Since its establishment, the Salivary Gland Center (SGC) at Columbia University College of Dental Medicine has had the opportunity to examine more than 8000 patients with salivary gland disorders, ranging in age from infancy to the aged. Successful diagnosis has proved to be dependent on the organized integration of the information derived from the available diagnostic modalities: past history, clinical examination, salivary volume study, imaging, serology, and histopathologic examination. With the attainment of a complete work-up, an accurate diagnosis can be made and a meaningful therapeutic approach can be achieved.
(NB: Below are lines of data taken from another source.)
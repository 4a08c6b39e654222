//! Wire structures exchanged with the editor peer.
//!
//! Every frame is a JSON text message. Application traffic is a
//! [`Request`] going out and a [`Response`] coming back, correlated by `id`.
//! Link management uses [`ControlFrame`]s, tagged by a `type` field; they are
//! handled inside the connection and never reach request correlation.

use serde::{Deserialize, Serialize};

use crate::error::BridgeError;

/// Version announced in the handshake.
pub const PROTOCOL_VERSION: u32 = 1;

/// Method the peer answers with a trivial result. Used by the CLI `ping` command.
pub const PING_METHOD: &str = "ping";

/// Generate a fresh correlation id (random 128-bit UUID v4).
pub fn new_request_id() -> String {
    uuid::Uuid::new_v4().to_string()
}

/// An outbound request. `params` is opaque to the transport.
#[derive(Debug, Clone, PartialEq, Serialize, Deserialize)]
pub struct Request {
    /// Correlation id; assigned by the client when `None`.
    #[serde(default, skip_serializing_if = "Option::is_none")]
    pub id: Option<String>,
    pub method: String,
    #[serde(default)]
    pub params: serde_json::Value,
}

impl Request {
    /// Create a request without an id.
    pub fn new(method: impl Into<String>, params: serde_json::Value) -> Self {
        Self {
            id: None,
            method: method.into(),
            params,
        }
    }

    /// Use a caller-chosen correlation id.
    #[must_use]
    pub fn with_id(mut self, id: impl Into<String>) -> Self {
        self.id = Some(id.into());
        self
    }

    /// Return the id, generating one first if absent.
    pub fn ensure_id(&mut self) -> &str {
        self.id.get_or_insert_with(new_request_id)
    }
}

/// An inbound response.
#[derive(Debug, Clone, Deserialize, Serialize)]
pub struct Response {
    #[serde(default)]
    pub id: Option<String>,
    #[serde(default, skip_serializing_if = "Option::is_none")]
    pub result: Option<serde_json::Value>,
    #[serde(default, skip_serializing_if = "Option::is_none")]
    pub error: Option<ResponseError>,
}

impl Response {
    /// Convert into the caller-facing outcome.
    ///
    /// A response carrying neither `result` nor `error` resolves to `null`.
    pub fn into_result(self) -> Result<serde_json::Value, BridgeError> {
        match self.error {
            Some(error) => Err(error.into()),
            None => Ok(self.result.unwrap_or(serde_json::Value::Null)),
        }
    }
}

/// Structured failure reported by the peer.
#[derive(Debug, Clone, PartialEq, Deserialize, Serialize)]
pub struct ResponseError {
    pub message: String,
    #[serde(default = "default_error_kind")]
    pub kind: String,
    #[serde(default, skip_serializing_if = "Option::is_none")]
    pub details: Option<serde_json::Value>,
}

fn default_error_kind() -> String {
    "TOOL_EXECUTION".to_string()
}

impl From<ResponseError> for BridgeError {
    fn from(error: ResponseError) -> Self {
        BridgeError::ToolExecution {
            message: error.message,
            kind: error.kind,
            details: error.details,
        }
    }
}

/// Link-management frames, distinguished from responses by their `type` tag.
#[derive(Debug, Clone, PartialEq, Eq, Serialize, Deserialize)]
#[serde(tag = "type", rename_all = "snake_case")]
pub enum ControlFrame {
    /// First frame sent by the client on a new socket.
    Handshake {
        #[serde(rename = "clientName")]
        client_name: String,
        #[serde(rename = "protocolVersion")]
        protocol_version: u32,
    },

    /// Peer accepted the handshake.
    HandshakeAck {
        #[serde(
            rename = "serverVersion",
            default,
            skip_serializing_if = "Option::is_none"
        )]
        server_version: Option<String>,
    },

    /// Liveness check.
    Ping,

    /// Liveness acknowledgment.
    Pong,
}

impl ControlFrame {
    /// Try to interpret an inbound JSON value as a control frame.
    ///
    /// Returns `None` for anything without a recognized `type` tag, which
    /// includes every [`Response`].
    pub fn from_value(value: &serde_json::Value) -> Option<Self> {
        value.get("type")?;
        serde_json::from_value(value.clone()).ok()
    }

    pub fn to_text(&self) -> String {
        // Serializing a unit/struct enum with string fields cannot fail.
        serde_json::to_string(self).unwrap_or_default()
    }
}
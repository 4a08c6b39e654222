#![allow(dead_code)]

//! In-process editor peer. Each accepted socket completes the bridge
//! handshake, answers heartbeat pings on its own and forwards every other
//! frame to the test as a request.

use std::net::{Ipv4Addr, SocketAddr};
use std::sync::Arc;
use std::sync::atomic::{AtomicBool, AtomicU64, AtomicUsize, Ordering};
use std::time::Duration;

use futures_util::{SinkExt, StreamExt};
use serde_json::{Value, json};
use tokio::net::{TcpListener, TcpStream};
use tokio::sync::mpsc;
use tokio::task::JoinHandle;
use tokio::time::timeout;
use tokio_tungstenite::accept_async;
use tokio_tungstenite::tungstenite::Message;

pub const STEP_TIMEOUT: Duration = Duration::from_secs(3);

/// Switches shared by every socket of one mock editor.
#[derive(Default)]
struct Behavior {
    refusing: AtomicBool,
    ignore_pings: AtomicBool,
    pings_seen: AtomicUsize,
    handshake_delay_ms: AtomicU64,
    accepted: AtomicUsize,
}

/// Editor side of one client socket.
pub struct MockConnection {
    index: usize,
    client_name: String,
    requests: mpsc::UnboundedReceiver<Value>,
    /// `None` drops the socket without a close frame.
    outbound: mpsc::UnboundedSender<Option<String>>,
}

impl MockConnection {
    /// Zero-based position among the sockets this editor accepted.
    pub fn index(&self) -> usize {
        self.index
    }

    /// Name the client announced in its handshake.
    pub fn client_name(&self) -> &str {
        &self.client_name
    }

    pub async fn recv_request(&mut self) -> Value {
        timeout(STEP_TIMEOUT, self.requests.recv())
            .await
            .expect("timed out waiting for request")
            .expect("socket closed before a request arrived")
    }

    pub async fn recv_request_method(&mut self, method: &str) -> Value {
        let request = self.recv_request().await;
        assert_eq!(request["method"], method, "unexpected request: {request}");
        request
    }

    /// Returns a request if one arrives within `wait`.
    pub async fn try_recv_request(&mut self, wait: Duration) -> Option<Value> {
        timeout(wait, self.requests.recv()).await.ok().flatten()
    }

    /// Write raw text, e.g. a frame that is not JSON.
    pub fn send_text(&self, text: &str) {
        let _ = self.outbound.send(Some(text.to_string()));
    }

    pub fn send_json(&self, value: Value) {
        self.send_text(&value.to_string());
    }

    pub fn send_result(&self, id: &str, result: Value) {
        self.send_json(json!({"id": id, "result": result}));
    }

    pub fn send_error(&self, id: &str, kind: &str, message: &str) {
        self.send_json(json!({"id": id, "error": {"message": message, "kind": kind}}));
    }

    /// Drop the socket as a crashing or reloading editor would.
    pub fn force_close(&self) {
        let _ = self.outbound.send(None);
    }
}

/// Editor listening on an ephemeral localhost port.
pub struct MockEditorServer {
    addr: SocketAddr,
    behavior: Arc<Behavior>,
    connections: mpsc::UnboundedReceiver<MockConnection>,
    server_task: JoinHandle<()>,
}

impl MockEditorServer {
    pub async fn start() -> std::io::Result<Self> {
        let listener = TcpListener::bind((Ipv4Addr::LOCALHOST, 0)).await?;
        let addr = listener.local_addr()?;
        let behavior = Arc::new(Behavior::default());
        let (connection_tx, connections) = mpsc::unbounded_channel();

        let server_behavior = Arc::clone(&behavior);
        let server_task = tokio::spawn(async move {
            while let Ok((stream, _)) = listener.accept().await {
                // An editor mid-reload: the port is open but no upgrade
                // completes.
                if server_behavior.refusing.load(Ordering::SeqCst) {
                    continue;
                }
                tokio::spawn(serve(
                    stream,
                    Arc::clone(&server_behavior),
                    connection_tx.clone(),
                ));
            }
        });

        Ok(Self {
            addr,
            behavior,
            connections,
            server_task,
        })
    }

    pub fn port(&self) -> u16 {
        self.addr.port()
    }

    /// When `false`, new sockets are dropped before the WebSocket upgrade.
    pub fn set_accepting(&self, accepting: bool) {
        self.behavior.refusing.store(!accepting, Ordering::SeqCst);
    }

    /// When `false`, heartbeat pings go unanswered.
    pub fn set_answer_pings(&self, answer: bool) {
        self.behavior.ignore_pings.store(!answer, Ordering::SeqCst);
    }

    /// Hold back the handshake acknowledgment of new sockets.
    pub fn set_handshake_delay(&self, delay: Duration) {
        let millis = u64::try_from(delay.as_millis()).unwrap_or(u64::MAX);
        self.behavior.handshake_delay_ms.store(millis, Ordering::SeqCst);
    }

    pub fn pings_seen(&self) -> usize {
        self.behavior.pings_seen.load(Ordering::SeqCst)
    }

    pub async fn accept_connection(&mut self) -> MockConnection {
        timeout(STEP_TIMEOUT, self.connections.recv())
            .await
            .expect("timed out waiting for client connection")
            .expect("mock editor stopped")
    }

    pub async fn try_accept_connection(&mut self, wait: Duration) -> Option<MockConnection> {
        timeout(wait, self.connections.recv()).await.ok().flatten()
    }
}

impl Drop for MockEditorServer {
    fn drop(&mut self) {
        self.server_task.abort();
    }
}

async fn serve(
    stream: TcpStream,
    behavior: Arc<Behavior>,
    connections: mpsc::UnboundedSender<MockConnection>,
) {
    let Ok(mut ws) = accept_async(stream).await else {
        return;
    };

    let hello: Value = match ws.next().await {
        Some(Ok(Message::Text(text))) => serde_json::from_str(text.as_str()).unwrap_or_default(),
        _ => return,
    };
    if hello["type"] != "handshake" {
        return;
    }
    let delay = behavior.handshake_delay_ms.load(Ordering::SeqCst);
    if delay > 0 {
        tokio::time::sleep(Duration::from_millis(delay)).await;
    }
    let ack = json!({"type": "handshake_ack", "serverVersion": "mock-editor"});
    if ws.send(Message::text(ack.to_string())).await.is_err() {
        return;
    }

    let (request_tx, requests) = mpsc::unbounded_channel();
    let (outbound, mut outbound_rx) = mpsc::unbounded_channel::<Option<String>>();
    let connection = MockConnection {
        index: behavior.accepted.fetch_add(1, Ordering::SeqCst),
        client_name: hello["clientName"].as_str().unwrap_or_default().to_string(),
        requests,
        outbound,
    };
    if connections.send(connection).is_err() {
        return;
    }

    // The socket outlives a dropped MockConnection.
    let mut scripted = true;
    loop {
        tokio::select! {
            out = outbound_rx.recv(), if scripted => match out {
                Some(Some(text)) => {
                    if ws.send(Message::text(text)).await.is_err() {
                        return;
                    }
                }
                Some(None) => return,
                None => scripted = false,
            },
            frame = ws.next() => {
                let Some(Ok(Message::Text(text))) = frame else {
                    return;
                };
                let Ok(value) = serde_json::from_str::<Value>(text.as_str()) else {
                    continue;
                };
                if value["type"] == "ping" {
                    behavior.pings_seen.fetch_add(1, Ordering::SeqCst);
                    if !behavior.ignore_pings.load(Ordering::SeqCst)
                        && ws.send(Message::text(json!({"type": "pong"}).to_string())).await.is_err()
                    {
                        return;
                    }
                    continue;
                }
                let _ = request_tx.send(value);
            }
        }
    }
}
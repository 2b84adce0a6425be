//! Batch config loader.
//!
//! Reads a multi-table JSON document and feeds every entry through the same
//! token pipeline as `glyph create table`:
//!
//! ```json
//! {
//!   "outDir": "schemas",
//!   "defaultOnDelete": "cascade",
//!   "tables": [
//!     { "name": "posts", "stamps": true, "fields": [
//!       { "name": "title", "type": "text", "notnull": true },
//!       { "name": "author_id", "fk": { "table": "users" } }
//!     ] }
//!   ]
//! }
//! ```
//!
//! Keys are matched after normalization (ASCII lowercase, `_`/`-` removed), so
//! `Name`, `notNull`, `not_null` and `FK` all resolve. `columns` is accepted
//! wherever `fields` is.

use std::collections::{HashMap, HashSet};
use std::path::{Path, PathBuf};

use serde_json::{Map, Value, json};
use tracing::{debug, info, warn};

use crate::compiler::{self, CompileOptions, Generated};
use crate::error::{GlyphError, GlyphResult};
use crate::parser::{is_identifier, is_type_name, split_top_level};
use crate::resolver;
use crate::types::FkAction;
use crate::writer::{ArtifactStore, Force, OverwritePolicy, WriteOutcome};

/// Normalized key → value, built once per JSON object.
struct Keyed<'a> {
    entries: HashMap<String, &'a Value>,
}

impl<'a> Keyed<'a> {
    fn new(map: &'a Map<String, Value>) -> Self {
        let entries = map
            .iter()
            .map(|(k, v)| (normalize_key(k), v))
            .collect();
        Self { entries }
    }

    /// First present, non-null value among `keys` (already normalized).
    fn get(&self, keys: &[&str]) -> Option<&'a Value> {
        keys.iter()
            .filter_map(|k| self.entries.get(*k).copied())
            .find(|v| !v.is_null())
    }
}

pub(crate) fn normalize_key(key: &str) -> String {
    key.chars()
        .filter(|c| !matches!(c, '_' | '-'))
        .map(|c| c.to_ascii_lowercase())
        .collect()
}
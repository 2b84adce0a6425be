use super::*;
use crate::ast::Constraints;
use crate::types::FkAction;

fn column(token: &str) -> FieldDescriptor {
    match parse_field(token).unwrap() {
        FieldSpec::Column(col) => col,
        other => panic!("expected column for '{}', got {:?}", token, other),
    }
}

#[test]
fn test_bare_name_defaults_to_text() {
    let col = column("title");
    assert_eq!(col.name, "title");
    assert_eq!(col.storage, StorageClass::Text);
    assert_eq!(col.constraints, Constraints::default());
    assert!(col.fk.is_none());
}

#[test]
fn test_type_and_short_flags() {
    let col = column("email:text!+");
    assert_eq!(col.storage, StorageClass::Text);
    assert!(col.constraints.not_null);
    assert!(col.constraints.unique);
    assert!(!col.constraints.index);
}

#[test]
fn test_flags_on_name_and_type_are_unioned() {
    let col = column("slug!:string+^");
    assert!(col.constraints.not_null);
    assert!(col.constraints.unique);
    assert!(col.constraints.index);
}

#[test]
fn test_flags_on_bare_name() {
    let col = column("code!+");
    assert_eq!(col.storage, StorageClass::Text);
    assert!(col.constraints.not_null && col.constraints.unique);
}

#[test]
fn test_primary_key_autoincrement() {
    let col = column("uid:int#~");
    assert_eq!(col.storage, StorageClass::Integer);
    assert!(col.constraints.primary_key);
    assert!(col.constraints.auto_increment);
}

#[test]
fn test_untyped_autoincrement_is_integer() {
    for token in ["uid#~", "uid,pk,ai"] {
        let col = column(token);
        assert_eq!(col.storage, StorageClass::Integer, "{}", token);
        assert!(col.constraints.primary_key && col.constraints.auto_increment);
    }
    assert_eq!(column("uid#").storage, StorageClass::Text);
}

#[test]
fn test_index_only_directive() {
    assert_eq!(
        parse_field("^email").unwrap(),
        FieldSpec::IndexOnly {
            column: "email".to_string()
        }
    );
    assert!(parse_field("^").is_err());
    assert!(parse_field("^9lives").is_err());
}

#[test]
fn test_fk_shorthand_defaults() {
    let col = column("user_id->users");
    assert_eq!(col.storage, StorageClass::Integer);
    let fk = col.fk.unwrap();
    assert_eq!(fk.table, "users");
    assert_eq!(fk.column, "id");
    assert_eq!(fk.on_delete, None);
    assert!(!fk.deferred);
}

#[test]
fn test_fk_shorthand_keeps_declared_type() {
    let col = column("user_id:text->users");
    assert_eq!(col.storage, StorageClass::Text);
    assert_eq!(col.fk.unwrap().table, "users");
}

#[test]
fn test_fk_bare_arrow_and_column() {
    let col = column("owner!>accounts(uid)");
    assert!(col.constraints.not_null);
    let fk = col.fk.unwrap();
    assert_eq!(fk.table, "accounts");
    assert_eq!(fk.column, "uid");
}

#[test]
fn test_fk_shorthand_with_trailing_attributes() {
    let col = column("author_id->users,ondelete=cascade,onupdate=restrict,defer");
    let fk = col.fk.unwrap();
    assert_eq!(fk.on_delete, Some(FkAction::Cascade));
    assert_eq!(fk.on_update, Some(FkAction::Restrict));
    assert!(fk.deferred);
}

#[test]
fn test_malformed_fk_target() {
    for token in [
        "user_id->",
        "user_id->users(",
        "user_id->users(id",
        "user_id->9users",
        "a->b(c)d",
    ] {
        let err = parse_field(token).unwrap_err();
        assert!(
            matches!(err, GlyphError::MalformedFieldSpec { .. }),
            "{} gave {:?}",
            token,
            err
        );
    }
}

#[test]
fn test_inline_fk_type() {
    let col = column("post_id:fk(posts.id),ondelete=setnull");
    assert_eq!(col.storage, StorageClass::Integer);
    let fk = col.fk.unwrap();
    assert_eq!(fk.table, "posts");
    assert_eq!(fk.column, "id");
    assert_eq!(fk.on_delete, Some(FkAction::SetNull));

    let col = column("post_id:FK(posts)");
    assert_eq!(col.fk.unwrap().column, "id");
}

#[test]
fn test_inline_fk_and_arrow_conflict() {
    assert!(parse_field("post_id:fk(posts.id)->posts").is_err());
}

#[test]
fn test_long_attributes() {
    let col = column("score:real,notnull,default=0.5,idx");
    assert_eq!(col.storage, StorageClass::Real);
    assert!(col.constraints.not_null);
    assert!(col.constraints.index);
    assert_eq!(col.constraints.default.as_deref(), Some("0.5"));
}

#[test]
fn test_default_with_commas_and_arrow() {
    let col = column("created:text,default=strftime('%s','now')");
    assert!(col.fk.is_none());
    assert_eq!(
        col.constraints.default.as_deref(),
        Some("strftime('%s','now')")
    );

    let col = column("flag:int,default=(1>0)");
    assert!(col.fk.is_none());
    assert_eq!(col.constraints.default.as_deref(), Some("(1>0)"));
}

#[test]
fn test_parameterised_type_passthrough() {
    let col = column("price:decimal(10,2)!");
    assert_eq!(col.storage, StorageClass::Other("DECIMAL(10,2)".to_string()));
    assert!(col.constraints.not_null);
}

#[test]
fn test_unknown_attribute() {
    let err = parse_field("name:text,shiny").unwrap_err();
    assert!(matches!(err, GlyphError::MalformedFieldSpec { .. }));
}

#[test]
fn test_fk_attribute_without_reference() {
    let err = parse_field("name:text,ondelete=cascade").unwrap_err();
    assert!(matches!(err, GlyphError::MalformedFieldSpec { .. }));
}

#[test]
fn test_autoincrement_requires_integer_primary_key() {
    for token in ["n:int~", "n:text#~", "n,ai"] {
        let err = parse_field(token).unwrap_err();
        assert!(
            matches!(err, GlyphError::InvalidConstraint { .. }),
            "{} gave {:?}",
            token,
            err
        );
    }
    assert!(parse_field("n:int,pk,ai").is_ok());
}

#[test]
fn test_equivalent_spellings_parse_identically() {
    let short = column("email:text!+");
    let long = column("email:string,UNIQUE,nn");
    assert_eq!(short, long);
}

#[test]
fn test_rejects_garbage() {
    for token in ["", "   ", "9col", "email:", "email:text?", "a b"] {
        assert!(parse_field(token).is_err(), "'{}' should fail", token);
    }
}

#[test]
fn test_split_top_level() {
    assert_eq!(split_top_level("a,b,c"), vec!["a", "b", "c"]);
    assert_eq!(
        split_top_level("p:decimal(10,2),default='a,b'"),
        vec!["p:decimal(10,2)", "default='a,b'"]
    );
    assert_eq!(split_top_level("a,"), vec!["a", ""]);
}

#[test]
fn test_is_identifier() {
    assert!(is_identifier("users"));
    assert!(is_identifier("_tmp2"));
    assert!(!is_identifier("2fast"));
    assert!(!is_identifier("user-s"));
    assert!(!is_identifier(""));
}
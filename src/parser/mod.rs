//! Field token parser using nom.
//!
//! # Grammar
//!
//! ```text
//! token        := indexOnly | fkField | plainField
//! indexOnly    := "^" identifier
//! fkField      := base ("->"|">") identifier ["(" identifier ")"] ["," attr]*
//! plainField   := base ["," attr]*
//! base         := identifier shortflags [":" type shortflags]
//! shortflags   := ("!"|"+"|"^"|"#"|"~")*
//! ```
//!
//! ```text
//! author_id:int!->users(id),ondelete=cascade
//! ───┬───── ─┬─┬ ───┬────── ───────┬────────
//!    │       │ │    │              └── Long attributes
//!    │       │ │    └── Reference target (column defaults to id)
//!    │       │ └── Short flags
//!    │       └── Type (alias-resolved)
//!    └── Column name
//! ```

pub mod flags;

use nom::{
    bytes::complete::{tag_no_case, take_while, take_while1},
    character::complete::{char, satisfy},
    combinator::{opt, recognize},
    multi::many0,
    sequence::{delimited, pair, preceded},
    IResult,
};
use tracing::trace;

use crate::ast::{FieldDescriptor, FieldSpec, ForeignKeyRef};
use crate::error::{GlyphError, GlyphResult};
use crate::types::StorageClass;

/// Parse a single field token into a column or an index-only directive.
pub fn parse_field(token: &str) -> GlyphResult<FieldSpec> {
    let token = token.trim();
    if token.is_empty() {
        return Err(GlyphError::malformed(token, "empty field token"));
    }

    // 1. `^col` with nothing else is an index directive, not an Index flag.
    if let Some(column) = token.strip_prefix('^')
        && !token.contains([':', ',', '>'])
    {
        let column = finish(token, "index column", identifier(column))?;
        trace!(token, column, "index-only directive");
        return Ok(FieldSpec::IndexOnly {
            column: column.to_string(),
        });
    }

    let segments = split_top_level(token);
    let (head, attrs) = segments
        .split_first()
        .ok_or_else(|| GlyphError::malformed(token, "empty field token"))?;

    // 2. FK shorthand is only looked for before the first comma.
    let (base_text, target) = match split_arrow(head) {
        Some((left, right)) => (left, Some(right)),
        None => (*head, None),
    };

    let base = finish(token, "column definition", base(base_text))?;
    let mut constraints = flags::from_short_flags(&base.flags);

    let (storage, mut fk) = match (target, base.type_name) {
        (Some(_), Some(ty)) if inline_fk(ty).is_some() => {
            return Err(GlyphError::malformed(
                token,
                "use either fk(...) or '->', not both",
            ));
        }
        (Some(rhs), ty) => {
            let (table, column) = finish(token, "reference target", fk_target(rhs.trim()))?;
            let storage = ty.map(StorageClass::from_alias).unwrap_or(StorageClass::Integer);
            (
                Some(storage),
                Some(ForeignKeyRef::new(table, column.map(str::to_string))),
            )
        }
        // 3. `:fk(table.column)` declares the reference inline.
        (None, Some(ty)) => match inline_fk(ty) {
            Some(text) => {
                let (table, column) = finish(token, "fk(table.column)", fk_inline_body(text))?;
                (
                    Some(StorageClass::Integer),
                    Some(ForeignKeyRef::new(table, column.map(str::to_string))),
                )
            }
            None => (Some(StorageClass::from_alias(ty)), None),
        },
        (None, None) => (None, None),
    };

    for attr in attrs {
        flags::apply_attribute(token, attr, &mut constraints, &mut fk)?;
    }
    // 4. untyped columns are TEXT, unless they ask for AUTOINCREMENT
    let storage = storage.unwrap_or(if constraints.auto_increment {
        StorageClass::Integer
    } else {
        StorageClass::Text
    });
    flags::check_auto_increment(base.name, &storage, &constraints)?;

    trace!(token, name = base.name, %storage, "parsed column");
    Ok(FieldSpec::Column(FieldDescriptor {
        name: base.name.to_string(),
        storage,
        constraints,
        fk,
    }))
}

/// Is `s` a plain SQL identifier (`[A-Za-z_][A-Za-z0-9_]*`)?
pub fn is_identifier(s: &str) -> bool {
    matches!(identifier(s), Ok(("", _)))
}

/// Is `s` usable as the type segment of a token (`text`, `decimal(10,2)`)?
pub(crate) fn is_type_name(s: &str) -> bool {
    matches!(type_name(s), Ok(("", _)))
}

/// Name, optional type and the short flags found on either segment.
struct Base<'a> {
    name: &'a str,
    type_name: Option<&'a str>,
    flags: Vec<char>,
}

fn base(input: &str) -> IResult<&str, Base<'_>> {
    let (input, name) = identifier(input)?;
    let (input, mut flags) = short_flags(input)?;
    let (input, typed) = opt(preceded(char(':'), pair(type_name, short_flags)))(input)?;

    let type_name = typed.map(|(ty, type_flags)| {
        flags.extend(type_flags);
        ty
    });

    Ok((
        input,
        Base {
            name,
            type_name,
            flags,
        },
    ))
}

fn identifier(input: &str) -> IResult<&str, &str> {
    recognize(pair(
        satisfy(|c: char| c.is_ascii_alphabetic() || c == '_'),
        take_while(|c: char| c.is_ascii_alphanumeric() || c == '_'),
    ))(input)
}

fn short_flags(input: &str) -> IResult<&str, Vec<char>> {
    many0(satisfy(flags::is_short_flag))(input)
}

/// `text`, `varchar(255)`, `decimal(10,2)`, `fk(users.id)`.
fn type_name(input: &str) -> IResult<&str, &str> {
    recognize(pair(
        take_while1(|c: char| c.is_ascii_alphanumeric() || c == '_'),
        opt(delimited(char('('), take_while(|c| c != ')'), char(')'))),
    ))(input)
}

/// `users` or `users(uid)`.
fn fk_target(input: &str) -> IResult<&str, (&str, Option<&str>)> {
    pair(
        identifier,
        opt(delimited(char('('), identifier, char(')'))),
    )(input)
}

/// Body of `fk(...)`: `users.id` or just `users`.
fn fk_inline_body(input: &str) -> IResult<&str, (&str, Option<&str>)> {
    pair(identifier, opt(preceded(char('.'), identifier)))(input)
}

/// Returns the text inside `fk(...)` if the type segment is an inline reference.
fn inline_fk(ty: &str) -> Option<&str> {
    let (rest, body) = preceded(
        tag_no_case::<_, _, nom::error::Error<&str>>("fk"),
        delimited(char('('), take_while(|c| c != ')'), char(')')),
    )(ty)
    .ok()?;
    rest.is_empty().then_some(body.trim())
}

/// Split the head at `->`, or failing that at a bare `>`.
fn split_arrow(head: &str) -> Option<(&str, &str)> {
    if let Some(i) = head.find("->") {
        return Some((&head[..i], &head[i + 2..]));
    }
    head.find('>').map(|i| (&head[..i], &head[i + 1..]))
}

/// Split on commas that are outside parentheses and quotes.
pub(crate) fn split_top_level(input: &str) -> Vec<&str> {
    let mut parts = Vec::new();
    let mut depth = 0usize;
    let mut quote: Option<char> = None;
    let mut start = 0;

    for (i, c) in input.char_indices() {
        match (quote, c) {
            (Some(q), c) if c == q => quote = None,
            (Some(_), _) => {}
            (None, '\'' | '"') => quote = Some(c),
            (None, '(') => depth += 1,
            (None, ')') => depth = depth.saturating_sub(1),
            (None, ',') if depth == 0 => {
                parts.push(&input[start..i]);
                start = i + 1;
            }
            _ => {}
        }
    }
    parts.push(&input[start..]);
    parts
}

/// Require a sub-parser to consume all of its input.
fn finish<T>(token: &str, what: &str, result: IResult<&str, T>) -> GlyphResult<T> {
    match result {
        Ok(("", value)) => Ok(value),
        Ok((rest, _)) => Err(GlyphError::malformed(
            token,
            format!("unexpected '{}' in {}", rest, what),
        )),
        Err(_) => Err(GlyphError::malformed(token, format!("invalid {}", what))),
    }
}

#[cfg(test)]
mod tests;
Numerous salivary gland and/or secretory dysfunctions exist. This article highlights and defines the most common disorders seen in the SGC and indicates the current approaches to diagnosis. Improvement in diagnostic skills will avoid serious complications and lead to specific and effective therapy.

False-positives

False-positive patients represent the largest group of individuals seen in the SGC. These patients feature a variety of subjective complaints and/or objective conditions mimicking a salivary problem. Because of their multiplicity, only the more commonly seen entities are discussed in this article.

Somatoform Disease

The SGC has observed that, despite their complaints, many of its patients do not have problems associated with their salivary glands and/or saliva. Instead, these patients have somatoform disease (SD), which can be defined as a psychological disorder manifesting as a subjective complaint with no organic basis. These patients have many bizarre and objectively nonsubstantiated concerns related to their saliva. Thick saliva, granular or gritty saliva, foamy saliva (a normal condition that results when accumulated saliva is aerated by tongue movement), slimy saliva, a need to constantly expectorate or swallow, and with the problem often limited to a specific area of the mouth, all frequently represent the impetus for consultation. Patients often state that they have too little or too much saliva, but this is not borne out by volume studies.

The history of these patients is a significant aspect in diagnosis. They frequently have histories of anxiety or depression and are being treated with psychotherapeutic drugs. Other common denominators include a burning mouth and altered taste sensation, often reported as metallic in nature. The psychotherapeutics, along with many other medications, are anticholinergic and cause hyposalivation when the glands are at rest. However, salivary stimulation produces normal volumes because stimulation overcomes the effect of the drug. Conversely, salivary volume in salivary gland disease is diminished in both at rest and in stimulated volume studies. This difference is the key to differentiating true hyposalivation from perceived hyposalivation. In determining salivary volume, the SGC uses the established criteria for measuring stimulated flow rates with a Carlsen-Crittenden collector (normal 0.4–1 mL/min per parotid gland). The clinician should also be aware that some medications, as well as some systemic diseases, can alter taste.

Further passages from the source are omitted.